Every line from the start of the records below to the line containing "fn function_body<'a>(contract: &'a" should be retyped exactly, that line included, and no others.

Dataset excerpts:
▬▬▬▬▬▬▬▬▬▬

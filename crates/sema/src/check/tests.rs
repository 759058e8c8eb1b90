use crate::analyze;
use alloy_primitives::{U256, keccak256};
use vyc_data::{
    CreationStrategy, Type,
    hir::{Contract, ExprKind, Stmt},
};
use vyc_syntax::{Diagnostic, DiagnosticKind, Result, parse_module};

fn check(source: &str) -> Result<Contract> {
    let module = parse_module(source).unwrap_or_else(|err| panic!("{}", err.render(source)));
    analyze(&module)
}

fn accepted(source: &str) -> Contract {
    check(source).unwrap_or_else(|err| panic!("{}", err.render(source)))
}

fn rejected(source: &str, kind: DiagnosticKind) -> Diagnostic {
    let err = check(source).expect_err("source should be rejected");
    assert_eq!(err.kind, kind, "{err}");
    err
}

fn function_body<'a>(contract: &'a Contract, name: &str) -> &'a [Stmt] {
    let function = contract.functions.iter().find(|f| f.name == name).expect("function exists");
    &function.body
}

const TOKEN: &str = r#"
struct Point:
    x: int128
    y: int128

event Moved:
    who: indexed(address)
    to: Point

LIMIT: constant(uint256) = 2 ** 3
owner: public(address)
points: public(HashMap[address, Point])
history: uint256[LIMIT]
NAME: public(immutable(String[16]))

@external
def __init__(name: String[16]):
    self.owner = msg.sender
    NAME = name

@external
def move(x: int128, y: int128):
    p: Point = Point({y: y, x: x})
    self.points[msg.sender] = p
    log Moved(msg.sender, p)

@view
@external
def total() -> uint256:
    s: uint256 = 0
    for i in range(LIMIT):
        s += self.history[i]
    return s
"#;

#[test]
fn declarations_and_layout() {
    let contract = accepted(TOKEN);

    let slots: Vec<(&str, u64)> =
        contract.storage.iter().map(|var| (var.name.as_str(), var.slot)).collect();
    assert_eq!(slots, [("owner", 0), ("points", 1), ("history", 2)]);
    assert_eq!(contract.storage.iter().last().unwrap().ty.storage_slots(), 8);
    assert_eq!(contract.immutables_size(), 64);

    let names: Vec<&str> = contract.functions.iter().map(|f| f.name.as_str()).collect();
    assert_eq!(names, ["owner", "points", "NAME", "__init__", "move", "total"]);
    let constructor = contract.constructor.expect("constructor");
    assert_eq!(contract.functions[constructor].name, "__init__");

    let points_getter = &contract.functions.iter().nth(1).unwrap();
    assert_eq!(points_getter.params.len(), 1);
    assert_eq!(points_getter.param_types().next(), Some(&Type::Address));
    assert!(matches!(points_getter.returns, Some(Type::Struct(_))));

    let moved = contract.events.iter().next().unwrap();
    assert_eq!(moved.topic0, keccak256("Moved(address,(int128,int128))"));
}

#[test]
fn struct_fields_in_declaration_order() {
    let contract = accepted(TOKEN);
    let Stmt::Assign { value, .. } = &function_body(&contract, "move")[0] else {
        panic!("expected assignment");
    };
    let ExprKind::Struct(fields) = &value.kind else { panic!("expected struct literal") };
    let ExprKind::Local(first) = fields[0].kind else { panic!("expected local") };
    let function = contract.functions.iter().find(|f| f.name == "move").unwrap();
    assert_eq!(first, function.params[0]);
}

#[test]
fn range_over_constant() {
    let contract = accepted(TOKEN);
    let Stmt::ForRange { bound, end, .. } = &function_body(&contract, "total")[1] else {
        panic!("expected range loop");
    };
    assert_eq!(*bound, 8);
    assert_eq!(end.as_literal(), Some(U256::from(8)));
}

#[test]
fn resolves_creation_builtins() {
    let contract = accepted(
        r#"
@external
def deploy(target: address) -> address:
    return create_from_factory(target, "hello!", 7, salt=keccak256("s"), value=1)

@external
def copy(target: address):
    create_copy_of(target, revert_on_failure=False)
"#,
    );
    let Stmt::Return(Some(value)) = &function_body(&contract, "deploy")[0] else {
        panic!("expected return");
    };
    let ExprKind::Create(call) = &value.kind else { panic!("expected creation call") };
    assert_eq!(call.strategy, CreationStrategy::FactoryForward);
    assert_eq!(call.args.len(), 2);
    assert_eq!(call.args[0].ty, Type::String(6));
    assert_eq!(call.args[1].ty, Type::UINT256);
    assert!(call.uses_create2());
    assert!(call.value.is_some());
    assert!(call.revert_on_failure);

    let Stmt::Expr(value) = &function_body(&contract, "copy")[0] else {
        panic!("expected expression statement");
    };
    let ExprKind::Create(call) = &value.kind else { panic!("expected creation call") };
    assert_eq!(call.strategy, CreationStrategy::RuntimeCopy);
    assert!(!call.uses_create2());
    assert!(!call.revert_on_failure);
}

#[test]
fn creation_argument_errors() {
    let wrap = |call: &str| format!("@external\ndef f(t: address) -> address:\n    return {call}\n");
    for call in [
        "create_minimal_proxy_to()",
        "create_minimal_proxy_to(t, t)",
        "create_copy_of(5)",
        "create_copy_of(t, code_offset=1)",
        "create_copy_of(t, salt=1)",
        "create_copy_of(t, revert_on_failure=(t == t))",
        "create_from_factory(t, gas=5)",
    ] {
        rejected(&wrap(call), DiagnosticKind::Argument);
    }
    let err = rejected(
        &wrap("create_minimal_proxy_to(0x12345678901234567890123456789012345678901a)"),
        DiagnosticKind::Syntax,
    );
    assert!(err.message.contains("40 hex digits"));
}

#[test]
fn view_functions_cannot_create() {
    let err = rejected(
        "@view\n@external\ndef f(t: address) -> address:\n    return create_copy_of(t)\n",
        DiagnosticKind::Structure,
    );
    assert!(err.message.contains("view"));
}

#[test]
fn undeclared_names() {
    rejected("@external\ndef f() -> uint256:\n    return y\n", DiagnosticKind::Structure);
    rejected("counter: uint256\n@external\ndef f():\n    counter = 1\n", DiagnosticKind::Structure);
    rejected("@external\ndef f():\n    self.missing = 1\n", DiagnosticKind::Structure);
}

#[test]
fn type_mismatches() {
    rejected("@external\ndef f():\n    x: bool = 1\n", DiagnosticKind::Type);
    rejected("@external\ndef f():\n    x: uint8 = 256\n", DiagnosticKind::Type);
    rejected("@external\ndef f():\n    x: int8 = -129\n", DiagnosticKind::Type);
    rejected("@external\ndef f():\n    x: String[3] = \"abcd\"\n", DiagnosticKind::Type);
    let source = "@external\ndef f(a: uint256, b: int256) -> bool:\n    return a < b\n";
    rejected(source, DiagnosticKind::Type);
    accepted("@external\ndef f():\n    x: int8 = -128\n    y: String[5] = \"abcd\"\n");
}

#[test]
fn constants_fold() {
    let contract = accepted(
        "X: constant(int128) = -2 ** 3\n@external\ndef f() -> int128:\n    return X * 2 + 3\n",
    );
    let Stmt::Return(Some(value)) = &contract.functions.iter().next().unwrap().body[0] else {
        panic!("expected return");
    };
    assert_eq!(value.as_literal(), Some(U256::from(13).wrapping_neg()));
}

#[test]
fn recursion_rejected() {
    let source = "@internal\ndef a():\n    self.b()\n\n@internal\ndef b():\n    self.a()\n";
    let err = rejected(source, DiagnosticKind::Structure);
    assert!(err.message.contains("recursive"));
}

#[test]
fn missing_return_rejected() {
    let source = "@external\ndef f(x: uint256) -> uint256:\n    if x > 1:\n        return 1\n";
    rejected(source, DiagnosticKind::Structure);
    accepted(
        "@external\ndef f(x: uint256) -> uint256:\n    if x > 1:\n        return 1\n    else:\n\
         \x20       raise \"small\"\n",
    );
}

#[test]
fn immutables_assigned_in_constructor_only() {
    let source = "X: immutable(uint256)\n@external\ndef __init__():\n    X = 1\n\
                  @external\ndef f():\n    X = 2\n";
    rejected(source, DiagnosticKind::Structure);
    let err = rejected("X: immutable(uint256)\n", DiagnosticKind::Structure);
    assert!(err.message.contains("never assigned"));
}

#[test]
fn mutability_rules() {
    rejected("@external\ndef f() -> uint256:\n    return msg.value\n", DiagnosticKind::Structure);
    accepted("@payable\n@external\ndef f() -> uint256:\n    return msg.value\n");
    rejected(
        "x: uint256\n@pure\n@external\ndef f() -> uint256:\n    return self.x\n",
        DiagnosticKind::Structure,
    );
    rejected("x: uint256\n@view\n@external\ndef f():\n    self.x = 1\n", DiagnosticKind::Structure);
    rejected(
        "@internal\ndef g():\n    pass\n@view\n@external\ndef f():\n    self.g()\n",
        DiagnosticKind::Structure,
    );
}

#[test]
fn range_needs_bound() {
    let err = rejected(
        "@external\ndef f(n: uint256):\n    for i in range(n):\n        pass\n",
        DiagnosticKind::Argument,
    );
    assert!(err.message.contains("bound"));
    accepted("@external\ndef f(n: uint256):\n    for i in range(n, bound=10):\n        pass\n");
}

#[test]
fn internal_call_defaults() {
    let contract = accepted(
        "@internal\ndef g(a: uint256, b: uint256 = 7) -> uint256:\n    return a + b\n\
         @external\ndef f() -> uint256:\n    return self.g(1)\n",
    );
    let Stmt::Return(Some(value)) = &function_body(&contract, "f")[0] else {
        panic!("expected return");
    };
    let ExprKind::Call(call) = &value.kind else { panic!("expected call") };
    assert_eq!(call.args.len(), 2);
    assert_eq!(call.args[1].as_literal(), Some(U256::from(7)));
    rejected(
        "@internal\ndef g(a: uint256) -> uint256:\n    return a\n\
         @external\ndef f() -> uint256:\n    return self.g(1, 2)\n",
        DiagnosticKind::Argument,
    );
}

#[test]
fn expression_statements_need_effects() {
    rejected("@external\ndef f(x: uint256):\n    x + 1\n", DiagnosticKind::Structure);
    rejected("@external\ndef f():\n    len(\"abc\")\n", DiagnosticKind::Structure);
}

▬▬▬▬▬▬▬▬▬▬

Solution -
filename crates/sema/src/check/tests.rs
repository 759058e8c8eb1b90
use crate::analyze;
use alloy_primitives::{U256, keccak256};
use vyc_data::{
    CreationStrategy, Type,
    hir::{Contract, ExprKind, Stmt},
};
use vyc_syntax::{Diagnostic, DiagnosticKind, Result, parse_module};

fn check(source: &str) -> Result<Contract> {
    let module = parse_module(source).unwrap_or_else(|err| panic!("{}", err.render(source)));
    analyze(&module)
}

fn accepted(source: &str) -> Contract {
    check(source).unwrap_or_else(|err| panic!("{}", err.render(source)))
}

fn rejected(source: &str, kind: DiagnosticKind) -> Diagnostic {
    let err = check(source).expect_err("source should be rejected");
    assert_eq!(err.kind, kind, "{err}");
    err
}

fn function_body<'a>(contract: &'a Contract, name: &str) -> &'a [Stmt] {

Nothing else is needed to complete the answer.